*ASSIGNMENT:*
Each line of the material below with the word "String" is to be reported.

= Beginning of Section =

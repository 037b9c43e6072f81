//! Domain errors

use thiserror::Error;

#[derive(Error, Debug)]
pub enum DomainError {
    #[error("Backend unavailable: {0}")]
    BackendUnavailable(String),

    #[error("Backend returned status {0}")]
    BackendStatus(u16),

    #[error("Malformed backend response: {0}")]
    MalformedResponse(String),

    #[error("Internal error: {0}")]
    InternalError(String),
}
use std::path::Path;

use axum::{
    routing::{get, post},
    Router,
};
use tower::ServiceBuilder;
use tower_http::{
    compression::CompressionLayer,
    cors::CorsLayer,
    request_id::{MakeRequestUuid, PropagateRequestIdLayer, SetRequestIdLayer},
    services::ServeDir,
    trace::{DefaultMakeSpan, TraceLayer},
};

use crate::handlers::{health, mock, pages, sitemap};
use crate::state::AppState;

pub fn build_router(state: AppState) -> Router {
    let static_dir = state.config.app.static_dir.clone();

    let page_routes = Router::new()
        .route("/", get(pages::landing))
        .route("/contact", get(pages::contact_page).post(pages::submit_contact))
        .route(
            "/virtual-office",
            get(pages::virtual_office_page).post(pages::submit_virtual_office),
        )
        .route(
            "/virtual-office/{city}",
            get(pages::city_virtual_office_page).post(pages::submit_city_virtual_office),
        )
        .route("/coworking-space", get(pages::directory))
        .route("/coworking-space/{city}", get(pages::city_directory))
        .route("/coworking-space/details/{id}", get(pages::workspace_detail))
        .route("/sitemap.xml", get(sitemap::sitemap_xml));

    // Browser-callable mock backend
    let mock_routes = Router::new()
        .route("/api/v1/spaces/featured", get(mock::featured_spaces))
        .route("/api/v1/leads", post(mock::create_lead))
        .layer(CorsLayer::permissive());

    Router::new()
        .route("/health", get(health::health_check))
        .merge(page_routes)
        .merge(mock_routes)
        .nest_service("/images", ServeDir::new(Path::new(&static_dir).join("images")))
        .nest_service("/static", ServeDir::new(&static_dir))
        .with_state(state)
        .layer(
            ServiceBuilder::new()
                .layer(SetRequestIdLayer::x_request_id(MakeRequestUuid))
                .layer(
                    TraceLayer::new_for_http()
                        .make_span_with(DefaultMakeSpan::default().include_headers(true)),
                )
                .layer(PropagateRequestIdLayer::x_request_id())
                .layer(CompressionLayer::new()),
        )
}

= End of Section =
= Beginning of Section =

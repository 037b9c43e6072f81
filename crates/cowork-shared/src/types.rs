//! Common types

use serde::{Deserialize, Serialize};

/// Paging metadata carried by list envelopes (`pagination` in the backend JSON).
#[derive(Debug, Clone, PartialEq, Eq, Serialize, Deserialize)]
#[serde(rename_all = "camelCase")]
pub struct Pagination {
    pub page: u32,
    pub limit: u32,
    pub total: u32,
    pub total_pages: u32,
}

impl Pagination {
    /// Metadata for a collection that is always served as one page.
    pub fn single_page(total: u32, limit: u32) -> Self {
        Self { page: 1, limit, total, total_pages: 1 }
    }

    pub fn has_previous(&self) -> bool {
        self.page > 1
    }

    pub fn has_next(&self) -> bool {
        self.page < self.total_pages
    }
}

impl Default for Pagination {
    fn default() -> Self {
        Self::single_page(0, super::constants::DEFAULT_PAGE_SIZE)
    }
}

= End of Section =

*TASK OUTPUT:*
    BackendUnavailable(String),
    MalformedResponse(String),
    InternalError(String),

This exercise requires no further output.